The strength of Xi’s position likely means the goingson this year on the coast east of Beijing will be even tamer than usual, analysts say.
Xi, 64, has been shoring up his authority and sidelining rivals, leaving him primed to install allies in top positions and press his agenda of tightened state control and muscular diplomacy. That appears to include a push to insert his thoughts on theoretical matters into the party constitution and further cultivate a burgeoning cult of personality that could allow him to hold on to power beyond his second term.
“The nuance this time is that there is much less ‘trading’ among various factions and more obsequious affirmation of the supreme leader’s supremacy,” said Miles Yu Maochun, an expert on Chinese politics at the US Naval Academy.
At the autumn party congress, Xi is expected to deliver a keynote address as a prelude to having his take on theory written into the party constitution during the event, analysts believe. If indeed the case, the move’s significance would be that predecessor Hu Jintao was able to insert his theory only upon leaving office.

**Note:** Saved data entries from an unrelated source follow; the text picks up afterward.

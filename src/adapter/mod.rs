// =============================================================================
// Exchange Adapter — per-venue endpoint tables, message schemas, and the
// capability gate that stands between a strategy request and the network.
// =============================================================================

pub mod binance;
pub mod okx;
pub mod rate_limit;

use async_trait::async_trait;
use serde::{Deserialize, Serialize};

use crate::error::CoreError;
use crate::market_frame::{BookSnapshot, FundingRate, Kline, Trade};
use crate::types::{Account, MarketVariant, Order, OrderReport, Venue};

/// Bitmask of operations an (adapter, market_variant) pair supports. Checked
/// before any network call is made; an unsupported op never reaches the
/// transport layer.
#[derive(Debug, Clone, Copy, PartialEq, Eq)]
pub struct Capabilities(u32);

impl Capabilities {
    pub const FUNDING_RATE: Capabilities = Capabilities(1 << 0);
    pub const BATCH_PLACE: Capabilities = Capabilities(1 << 1);
    pub const POSITIONS: Capabilities = Capabilities(1 << 2);
    pub const LEVERAGE: Capabilities = Capabilities(1 << 3);
    pub const TRADING_WS: Capabilities = Capabilities(1 << 4);

    pub const fn union(self, other: Capabilities) -> Capabilities {
        Capabilities(self.0 | other.0)
    }

    pub const fn has(self, flag: Capabilities) -> bool {
        self.0 & flag.0 != 0
    }

    pub const fn empty() -> Capabilities {
        Capabilities(0)
    }
}

#[derive(Debug, Clone, Serialize, Deserialize)]
pub struct PlaceOrderRequest {
    pub client_order_id: String,
    pub symbol: String,
    pub side: crate::types::Side,
    pub order_type: crate::types::OrderType,
    pub tif: Option<crate::types::Tif>,
    pub qty: f64,
    pub price: Option<f64>,
    pub pos_side: crate::types::PosSide,
}

#[derive(Debug, Clone)]
pub enum CancelTarget {
    ClientOrderId(String),
    VenueOrderId(String),
}

/// Common contract every venue/variant pair implements. Methods return
/// [`CoreError::CapabilityUnsupported`] synchronously (no I/O) when the
/// current variant does not support the operation.
#[async_trait]
pub trait ExchangeAdapter: Send + Sync {
    fn venue(&self) -> Venue;
    fn market_variant(&self) -> MarketVariant;
    fn capabilities(&self) -> Capabilities;

    async fn connectivity_check(&self) -> Result<bool, CoreError>;
    async fn server_time(&self) -> Result<i64, CoreError>;

    async fn depth(&self, symbol: &str, depth_n: u32) -> Result<BookSnapshot, CoreError>;
    async fn recent_trades(&self, symbol: &str, n: u32) -> Result<Vec<Trade>, CoreError>;
    async fn klines(
        &self,
        symbol: &str,
        interval: &str,
        start: Option<i64>,
        end: Option<i64>,
        n: u32,
    ) -> Result<Vec<Kline>, CoreError>;
    async fn ticker_24h(&self, symbol: Option<&str>) -> Result<serde_json::Value, CoreError>;

    async fn funding_rate(&self, symbol: &str, n: u32) -> Result<Vec<FundingRate>, CoreError> {
        let _ = (symbol, n);
        Err(CoreError::CapabilityUnsupported)
    }

    async fn place_order(
        &self,
        account: &Account,
        req: &PlaceOrderRequest,
    ) -> Result<OrderReport, CoreError>;

    async fn cancel_order(
        &self,
        account: &Account,
        symbol: &str,
        target: CancelTarget,
    ) -> Result<OrderReport, CoreError>;

    async fn cancel_all(&self, account: &Account, symbol: Option<&str>) -> Result<OrderReport, CoreError>;

    async fn batch_place(
        &self,
        _account: &Account,
        _orders: &[PlaceOrderRequest],
    ) -> Result<Vec<OrderReport>, CoreError> {
        Err(CoreError::CapabilityUnsupported)
    }

    async fn query_order(
        &self,
        account: &Account,
        symbol: &str,
        target: CancelTarget,
    ) -> Result<Order, CoreError>;

    async fn open_orders(&self, account: &Account, symbol: Option<&str>) -> Result<Vec<Order>, CoreError>;

    /// Read-through order history, as distinct from the live `open_orders`
    /// snapshot.
    async fn all_orders(&self, _account: &Account, _symbol: &str, _n: u32) -> Result<Vec<Order>, CoreError> {
        Err(CoreError::CapabilityUnsupported)
    }

    async fn account_info(&self, account: &Account) -> Result<serde_json::Value, CoreError>;
    async fn balances(&self, account: &Account) -> Result<Vec<crate::types::BalanceInfo>, CoreError>;

    async fn positions(&self, _account: &Account) -> Result<serde_json::Value, CoreError> {
        Err(CoreError::CapabilityUnsupported)
    }

    async fn set_leverage(&self, _account: &Account, _symbol: &str, _leverage: u32) -> Result<(), CoreError> {
        Err(CoreError::CapabilityUnsupported)
    }

    async fn set_margin_mode(&self, _account: &Account, _symbol: &str, _cross: bool) -> Result<(), CoreError> {
        Err(CoreError::CapabilityUnsupported)
    }

    async fn set_position_mode(&self, _account: &Account, _hedge: bool) -> Result<(), CoreError> {
        Err(CoreError::CapabilityUnsupported)
    }

    async fn create_listen_key(&self, account: &Account) -> Result<String, CoreError>;
    async fn keepalive_listen_key(&self, account: &Account, key: &str) -> Result<(), CoreError>;

    fn market_stream_url(&self, account: &Account) -> String;
    fn user_data_stream_url(&self, account: &Account, listen_key: &str) -> String;

    /// Build a subscribe/unsubscribe control frame for `channel`/`symbol` on
    /// this venue's market stream. Default shape matches Binance's
    /// `{"method":..., "params":[...], "id":n}`; OKX overrides with its
    /// `{"op":..., "args":[...]}` shape.
    fn subscribe_frame(&self, channel: &str, symbol: &str, interval: Option<&str>, id: u64) -> Result<String, CoreError> {
        let stream = match interval {
            Some(iv) => format!("{}@{channel}_{iv}", symbol.to_lowercase()),
            None => format!("{}@{channel}", symbol.to_lowercase()),
        };
        crate::ws_transport::subscribe_frame("SUBSCRIBE", &[stream], id)
    }

    fn unsubscribe_frame(&self, channel: &str, symbol: &str, interval: Option<&str>, id: u64) -> Result<String, CoreError> {
        let stream = match interval {
            Some(iv) => format!("{}@{channel}_{iv}", symbol.to_lowercase()),
            None => format!("{}@{channel}", symbol.to_lowercase()),
        };
        crate::ws_transport::subscribe_frame("UNSUBSCRIBE", &[stream], id)
    }

    /// Place an order over the trading WS connection rather than REST.
    /// Gated by [`Capabilities::TRADING_WS`]; venues without a trading
    /// websocket never reach this (the Router stays on REST `place_order`).
    async fn place_order_ws(&self, _account: &Account, _req: &PlaceOrderRequest) -> Result<String, CoreError> {
        Err(CoreError::CapabilityUnsupported)
    }

    async fn cancel_order_ws(&self, _account: &Account, _symbol: &str, _target: CancelTarget) -> Result<String, CoreError> {
        Err(CoreError::CapabilityUnsupported)
    }

    async fn query_order_ws(&self, _account: &Account, _symbol: &str, _target: CancelTarget) -> Result<String, CoreError> {
        Err(CoreError::CapabilityUnsupported)
    }

    async fn modify_order_ws(&self, _account: &Account, _req: &PlaceOrderRequest) -> Result<String, CoreError> {
        Err(CoreError::CapabilityUnsupported)
    }

    /// Parse one raw WS text frame from this venue's market stream into the
    /// common envelope. Returns `None` for frames that carry no market data
    /// (subscription acks, pongs, heartbeats) rather than erroring — those
    /// are routine, not protocol violations.
    fn parse_market_message(&self, raw: &str) -> Option<crate::market_frame::MarketFrame>;
}

#[cfg(test)]
mod tests {
    use super::*;

    #[test]
    fn capability_union_and_has() {
        let caps = Capabilities::FUNDING_RATE.union(Capabilities::BATCH_PLACE);
        assert!(caps.has(Capabilities::FUNDING_RATE));
        assert!(caps.has(Capabilities::BATCH_PLACE));
        assert!(!caps.has(Capabilities::POSITIONS));
    }

    #[test]
    fn empty_capabilities_has_nothing() {
        assert!(!Capabilities::empty().has(Capabilities::FUNDING_RATE));
    }
}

A government spokesman, State Council Information Office Director Jiang Jianguo, seemed to talk up that likelihood with fulsome praise for Xi’s theories in recent comments to reporters.
“It is a narrative that has been mastered by the overwhelming majority of the Chinese people and become familiar to every ordinary Chinese. It has also become a force that can change the world,” Jiang said. “It is only natural for us to summarize this system of thought in a more accurate and scientific way.”
Jiang also sought to quash talk of a cult of personality around Xi, calling him a “modest and prudent man.”
“In the face of issues, he’d like to be the student first and learn from the people,” Jiang said.